WHAT IS REQUIRED = Among the entries below, find every line that contains the string "DirectoryApi", then copy it.

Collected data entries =
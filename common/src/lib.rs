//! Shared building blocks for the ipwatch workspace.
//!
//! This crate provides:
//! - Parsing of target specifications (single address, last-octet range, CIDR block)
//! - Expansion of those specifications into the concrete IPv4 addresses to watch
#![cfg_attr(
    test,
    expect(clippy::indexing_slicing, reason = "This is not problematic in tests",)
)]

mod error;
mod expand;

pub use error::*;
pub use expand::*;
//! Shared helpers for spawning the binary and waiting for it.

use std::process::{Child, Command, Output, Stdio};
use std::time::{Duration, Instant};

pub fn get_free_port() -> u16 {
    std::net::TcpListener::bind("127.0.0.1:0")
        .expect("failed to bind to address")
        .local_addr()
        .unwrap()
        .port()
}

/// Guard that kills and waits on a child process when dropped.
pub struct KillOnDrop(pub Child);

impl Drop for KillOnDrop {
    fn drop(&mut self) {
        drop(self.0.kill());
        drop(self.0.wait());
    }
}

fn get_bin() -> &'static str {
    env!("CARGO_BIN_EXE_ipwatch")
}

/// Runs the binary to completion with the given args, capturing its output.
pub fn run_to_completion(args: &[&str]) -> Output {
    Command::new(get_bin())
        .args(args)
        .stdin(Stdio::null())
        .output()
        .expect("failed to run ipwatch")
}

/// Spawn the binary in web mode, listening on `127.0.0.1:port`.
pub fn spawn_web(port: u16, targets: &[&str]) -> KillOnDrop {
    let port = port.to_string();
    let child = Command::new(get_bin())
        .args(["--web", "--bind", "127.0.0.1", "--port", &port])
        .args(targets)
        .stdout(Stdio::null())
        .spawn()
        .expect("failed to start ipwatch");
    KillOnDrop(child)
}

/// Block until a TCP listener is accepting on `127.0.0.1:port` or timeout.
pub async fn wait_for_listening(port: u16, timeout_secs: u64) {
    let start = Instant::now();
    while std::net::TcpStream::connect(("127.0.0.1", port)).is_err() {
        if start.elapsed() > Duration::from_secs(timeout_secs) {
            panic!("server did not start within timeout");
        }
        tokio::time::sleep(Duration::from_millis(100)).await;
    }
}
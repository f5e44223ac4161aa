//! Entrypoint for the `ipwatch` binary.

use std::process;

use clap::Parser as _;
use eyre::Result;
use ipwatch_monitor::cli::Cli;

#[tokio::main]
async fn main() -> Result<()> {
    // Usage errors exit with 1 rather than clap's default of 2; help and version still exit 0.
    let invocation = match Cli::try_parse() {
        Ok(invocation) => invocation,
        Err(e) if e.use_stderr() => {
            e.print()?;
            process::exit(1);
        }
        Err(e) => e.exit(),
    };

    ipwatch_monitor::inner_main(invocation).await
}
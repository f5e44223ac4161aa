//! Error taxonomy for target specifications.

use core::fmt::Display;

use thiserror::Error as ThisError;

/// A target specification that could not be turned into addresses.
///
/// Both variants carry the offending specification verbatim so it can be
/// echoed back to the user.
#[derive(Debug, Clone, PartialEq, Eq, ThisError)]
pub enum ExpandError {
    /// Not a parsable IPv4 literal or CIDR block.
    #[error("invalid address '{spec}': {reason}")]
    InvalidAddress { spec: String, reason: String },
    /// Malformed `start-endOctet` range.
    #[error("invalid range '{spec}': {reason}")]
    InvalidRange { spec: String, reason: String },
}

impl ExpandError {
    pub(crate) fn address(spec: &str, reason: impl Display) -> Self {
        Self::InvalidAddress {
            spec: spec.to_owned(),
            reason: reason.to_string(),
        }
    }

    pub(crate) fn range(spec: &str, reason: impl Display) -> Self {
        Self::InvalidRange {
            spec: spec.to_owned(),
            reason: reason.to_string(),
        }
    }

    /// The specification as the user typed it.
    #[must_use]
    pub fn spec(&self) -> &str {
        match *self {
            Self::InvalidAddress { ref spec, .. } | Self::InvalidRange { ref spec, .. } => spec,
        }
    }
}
...
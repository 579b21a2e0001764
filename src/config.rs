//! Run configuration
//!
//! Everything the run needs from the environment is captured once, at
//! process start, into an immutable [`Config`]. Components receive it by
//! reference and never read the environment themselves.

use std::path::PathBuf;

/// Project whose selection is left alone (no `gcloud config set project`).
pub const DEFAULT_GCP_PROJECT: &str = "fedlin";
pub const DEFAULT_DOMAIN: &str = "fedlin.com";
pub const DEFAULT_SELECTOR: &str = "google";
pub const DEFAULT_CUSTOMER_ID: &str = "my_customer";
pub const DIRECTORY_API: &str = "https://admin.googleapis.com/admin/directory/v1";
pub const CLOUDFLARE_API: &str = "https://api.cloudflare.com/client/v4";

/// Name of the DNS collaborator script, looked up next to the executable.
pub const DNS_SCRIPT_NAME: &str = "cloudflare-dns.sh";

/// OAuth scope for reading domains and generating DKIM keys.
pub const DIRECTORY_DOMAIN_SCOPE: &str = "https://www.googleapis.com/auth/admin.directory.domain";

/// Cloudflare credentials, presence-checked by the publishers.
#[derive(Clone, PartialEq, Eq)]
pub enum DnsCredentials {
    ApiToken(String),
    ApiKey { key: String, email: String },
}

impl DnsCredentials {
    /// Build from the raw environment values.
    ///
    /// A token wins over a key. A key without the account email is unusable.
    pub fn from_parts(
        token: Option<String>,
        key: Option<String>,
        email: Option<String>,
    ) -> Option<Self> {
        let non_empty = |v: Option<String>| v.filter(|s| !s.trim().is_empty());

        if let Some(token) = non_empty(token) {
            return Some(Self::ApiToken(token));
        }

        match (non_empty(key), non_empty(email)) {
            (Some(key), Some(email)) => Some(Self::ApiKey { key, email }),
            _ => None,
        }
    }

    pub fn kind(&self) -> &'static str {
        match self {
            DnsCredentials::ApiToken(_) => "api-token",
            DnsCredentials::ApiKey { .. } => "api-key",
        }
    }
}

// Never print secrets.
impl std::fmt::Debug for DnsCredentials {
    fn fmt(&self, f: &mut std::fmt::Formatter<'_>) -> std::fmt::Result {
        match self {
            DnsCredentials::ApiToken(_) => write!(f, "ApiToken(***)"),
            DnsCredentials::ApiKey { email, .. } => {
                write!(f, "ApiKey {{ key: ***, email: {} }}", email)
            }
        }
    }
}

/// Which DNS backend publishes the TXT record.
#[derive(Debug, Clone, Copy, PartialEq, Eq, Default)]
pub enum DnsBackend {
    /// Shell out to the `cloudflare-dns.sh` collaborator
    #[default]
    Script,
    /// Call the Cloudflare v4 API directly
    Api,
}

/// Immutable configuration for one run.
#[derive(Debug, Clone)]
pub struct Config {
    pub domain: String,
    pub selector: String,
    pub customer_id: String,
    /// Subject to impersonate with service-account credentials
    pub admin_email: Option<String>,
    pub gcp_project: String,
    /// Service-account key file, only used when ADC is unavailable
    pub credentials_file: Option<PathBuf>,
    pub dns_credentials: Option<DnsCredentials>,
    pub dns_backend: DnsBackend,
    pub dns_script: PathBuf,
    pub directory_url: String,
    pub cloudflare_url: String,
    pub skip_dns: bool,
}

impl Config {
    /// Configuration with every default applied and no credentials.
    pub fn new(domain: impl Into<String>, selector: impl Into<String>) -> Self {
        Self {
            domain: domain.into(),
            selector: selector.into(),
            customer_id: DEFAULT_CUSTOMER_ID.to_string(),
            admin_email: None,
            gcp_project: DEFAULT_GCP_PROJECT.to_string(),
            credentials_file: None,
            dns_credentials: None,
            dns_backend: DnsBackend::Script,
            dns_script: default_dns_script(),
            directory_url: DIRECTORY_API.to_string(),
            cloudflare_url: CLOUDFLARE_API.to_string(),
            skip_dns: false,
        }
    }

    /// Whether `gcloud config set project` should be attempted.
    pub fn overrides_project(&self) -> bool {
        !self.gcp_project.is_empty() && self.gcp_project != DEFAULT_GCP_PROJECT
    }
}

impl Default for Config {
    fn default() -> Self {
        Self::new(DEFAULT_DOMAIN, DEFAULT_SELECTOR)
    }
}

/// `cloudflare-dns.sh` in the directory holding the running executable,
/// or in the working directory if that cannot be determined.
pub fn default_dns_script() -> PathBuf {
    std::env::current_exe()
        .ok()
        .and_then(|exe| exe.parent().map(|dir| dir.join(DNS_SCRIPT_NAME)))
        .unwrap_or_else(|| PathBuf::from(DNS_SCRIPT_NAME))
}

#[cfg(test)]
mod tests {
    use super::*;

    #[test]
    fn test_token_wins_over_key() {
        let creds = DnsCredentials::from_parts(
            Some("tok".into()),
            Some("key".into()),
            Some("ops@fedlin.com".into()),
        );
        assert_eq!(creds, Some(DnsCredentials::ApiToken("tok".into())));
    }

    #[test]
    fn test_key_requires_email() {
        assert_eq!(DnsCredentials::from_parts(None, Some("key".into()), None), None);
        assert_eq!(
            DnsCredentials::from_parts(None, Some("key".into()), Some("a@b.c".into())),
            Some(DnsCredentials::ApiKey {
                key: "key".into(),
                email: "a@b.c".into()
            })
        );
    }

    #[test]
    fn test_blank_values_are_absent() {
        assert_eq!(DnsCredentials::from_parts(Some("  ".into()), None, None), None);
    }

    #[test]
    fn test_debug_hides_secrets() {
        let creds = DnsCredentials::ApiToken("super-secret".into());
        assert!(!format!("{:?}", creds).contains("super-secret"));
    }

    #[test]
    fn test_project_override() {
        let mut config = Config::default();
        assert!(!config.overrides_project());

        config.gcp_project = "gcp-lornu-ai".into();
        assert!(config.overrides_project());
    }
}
* * *
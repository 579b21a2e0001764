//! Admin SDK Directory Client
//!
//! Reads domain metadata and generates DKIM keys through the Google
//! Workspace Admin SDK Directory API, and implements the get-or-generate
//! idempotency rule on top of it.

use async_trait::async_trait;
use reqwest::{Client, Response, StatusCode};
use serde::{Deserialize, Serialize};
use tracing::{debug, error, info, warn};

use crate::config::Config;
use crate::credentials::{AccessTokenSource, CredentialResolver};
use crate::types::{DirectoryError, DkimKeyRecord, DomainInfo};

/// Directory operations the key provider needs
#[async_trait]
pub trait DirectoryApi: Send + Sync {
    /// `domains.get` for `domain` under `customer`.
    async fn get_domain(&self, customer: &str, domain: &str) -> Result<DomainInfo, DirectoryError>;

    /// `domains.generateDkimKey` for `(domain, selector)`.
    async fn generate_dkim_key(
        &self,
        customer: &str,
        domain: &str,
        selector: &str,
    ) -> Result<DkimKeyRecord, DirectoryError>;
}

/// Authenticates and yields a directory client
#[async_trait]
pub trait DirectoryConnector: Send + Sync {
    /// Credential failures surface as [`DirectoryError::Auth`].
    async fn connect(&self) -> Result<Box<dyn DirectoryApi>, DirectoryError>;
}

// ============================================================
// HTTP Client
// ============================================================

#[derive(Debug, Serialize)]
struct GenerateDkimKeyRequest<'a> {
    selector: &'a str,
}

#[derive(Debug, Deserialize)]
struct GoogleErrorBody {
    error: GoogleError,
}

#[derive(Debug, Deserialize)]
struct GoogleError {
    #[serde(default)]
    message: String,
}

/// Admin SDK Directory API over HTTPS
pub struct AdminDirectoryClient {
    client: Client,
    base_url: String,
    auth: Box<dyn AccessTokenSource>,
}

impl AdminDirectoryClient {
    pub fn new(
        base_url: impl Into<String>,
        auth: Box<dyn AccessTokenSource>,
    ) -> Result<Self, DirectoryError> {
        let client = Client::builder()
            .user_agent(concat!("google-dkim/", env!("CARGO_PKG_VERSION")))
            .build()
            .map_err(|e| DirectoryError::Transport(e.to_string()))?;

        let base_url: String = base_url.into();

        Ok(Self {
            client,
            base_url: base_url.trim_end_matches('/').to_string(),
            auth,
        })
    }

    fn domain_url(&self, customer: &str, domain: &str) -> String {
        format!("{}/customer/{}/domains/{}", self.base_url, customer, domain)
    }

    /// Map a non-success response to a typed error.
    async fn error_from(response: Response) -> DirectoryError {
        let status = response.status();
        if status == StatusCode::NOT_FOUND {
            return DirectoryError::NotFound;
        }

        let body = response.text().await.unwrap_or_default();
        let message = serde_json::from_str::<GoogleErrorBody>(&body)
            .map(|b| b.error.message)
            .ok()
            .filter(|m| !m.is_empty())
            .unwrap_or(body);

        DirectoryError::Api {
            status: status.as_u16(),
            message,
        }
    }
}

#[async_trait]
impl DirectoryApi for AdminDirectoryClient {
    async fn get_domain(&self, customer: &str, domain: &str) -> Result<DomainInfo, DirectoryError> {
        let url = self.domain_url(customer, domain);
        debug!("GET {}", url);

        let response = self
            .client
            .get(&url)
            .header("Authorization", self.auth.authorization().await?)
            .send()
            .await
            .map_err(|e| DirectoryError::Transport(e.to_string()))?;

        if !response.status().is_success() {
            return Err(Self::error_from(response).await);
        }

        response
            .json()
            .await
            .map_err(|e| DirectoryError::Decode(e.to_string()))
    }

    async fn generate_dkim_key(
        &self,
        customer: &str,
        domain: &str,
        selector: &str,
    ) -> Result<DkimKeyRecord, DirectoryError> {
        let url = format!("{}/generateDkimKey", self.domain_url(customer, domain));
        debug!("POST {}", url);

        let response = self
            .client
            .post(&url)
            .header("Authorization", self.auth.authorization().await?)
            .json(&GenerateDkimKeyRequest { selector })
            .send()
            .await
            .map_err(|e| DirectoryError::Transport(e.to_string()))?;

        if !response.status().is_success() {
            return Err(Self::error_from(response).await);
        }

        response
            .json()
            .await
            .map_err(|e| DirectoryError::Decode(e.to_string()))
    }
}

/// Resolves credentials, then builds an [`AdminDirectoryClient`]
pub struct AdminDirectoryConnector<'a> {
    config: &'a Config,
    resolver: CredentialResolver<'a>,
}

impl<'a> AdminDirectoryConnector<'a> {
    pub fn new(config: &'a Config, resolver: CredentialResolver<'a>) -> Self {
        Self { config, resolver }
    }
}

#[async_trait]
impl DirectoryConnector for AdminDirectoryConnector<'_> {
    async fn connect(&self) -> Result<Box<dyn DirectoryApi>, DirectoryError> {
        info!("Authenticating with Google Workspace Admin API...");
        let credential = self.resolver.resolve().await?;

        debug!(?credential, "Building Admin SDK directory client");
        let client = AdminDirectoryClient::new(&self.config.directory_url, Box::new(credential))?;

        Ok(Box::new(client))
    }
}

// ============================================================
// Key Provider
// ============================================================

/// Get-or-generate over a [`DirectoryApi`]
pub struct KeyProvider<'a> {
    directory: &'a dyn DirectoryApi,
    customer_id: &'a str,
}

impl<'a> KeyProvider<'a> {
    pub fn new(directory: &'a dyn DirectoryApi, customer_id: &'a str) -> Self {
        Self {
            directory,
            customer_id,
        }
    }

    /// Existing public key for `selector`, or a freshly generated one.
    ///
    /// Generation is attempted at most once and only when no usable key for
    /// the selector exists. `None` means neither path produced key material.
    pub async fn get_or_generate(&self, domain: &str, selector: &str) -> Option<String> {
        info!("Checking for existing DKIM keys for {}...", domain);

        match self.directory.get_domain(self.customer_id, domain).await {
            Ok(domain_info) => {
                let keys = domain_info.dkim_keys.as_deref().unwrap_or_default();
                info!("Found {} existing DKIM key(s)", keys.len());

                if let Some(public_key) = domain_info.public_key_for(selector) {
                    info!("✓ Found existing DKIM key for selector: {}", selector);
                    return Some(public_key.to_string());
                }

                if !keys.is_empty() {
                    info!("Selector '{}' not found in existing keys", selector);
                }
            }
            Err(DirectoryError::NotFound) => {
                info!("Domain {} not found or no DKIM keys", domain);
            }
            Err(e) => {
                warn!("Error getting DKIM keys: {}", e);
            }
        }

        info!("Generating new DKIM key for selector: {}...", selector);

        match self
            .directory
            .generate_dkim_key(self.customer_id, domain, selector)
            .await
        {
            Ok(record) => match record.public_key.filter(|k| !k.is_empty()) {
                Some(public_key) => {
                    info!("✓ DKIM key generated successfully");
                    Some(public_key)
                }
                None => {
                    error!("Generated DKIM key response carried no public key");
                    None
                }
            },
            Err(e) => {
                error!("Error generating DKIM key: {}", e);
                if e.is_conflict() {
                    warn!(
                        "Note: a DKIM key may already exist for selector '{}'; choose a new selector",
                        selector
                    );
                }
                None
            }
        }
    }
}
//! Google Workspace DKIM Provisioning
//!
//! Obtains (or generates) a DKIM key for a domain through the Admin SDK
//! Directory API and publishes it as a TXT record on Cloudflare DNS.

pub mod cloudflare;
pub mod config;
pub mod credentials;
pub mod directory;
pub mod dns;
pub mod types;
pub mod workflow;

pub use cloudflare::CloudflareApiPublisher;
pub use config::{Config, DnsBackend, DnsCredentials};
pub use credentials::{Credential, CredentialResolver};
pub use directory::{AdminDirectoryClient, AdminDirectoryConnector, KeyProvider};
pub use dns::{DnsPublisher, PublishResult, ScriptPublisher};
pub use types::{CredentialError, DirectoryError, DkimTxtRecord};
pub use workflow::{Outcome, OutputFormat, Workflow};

TASK ANSWER =
pub trait DirectoryApi: Send + Sync {
    async fn connect(&self) -> Result<Box<dyn DirectoryApi>, DirectoryError>;
impl DirectoryApi for AdminDirectoryClient {
    async fn connect(&self) -> Result<Box<dyn DirectoryApi>, DirectoryError> {
/// Get-or-generate over a [`DirectoryApi`]
    directory: &'a dyn DirectoryApi,
    pub fn new(directory: &'a dyn DirectoryApi, customer_id: &'a str) -> Self {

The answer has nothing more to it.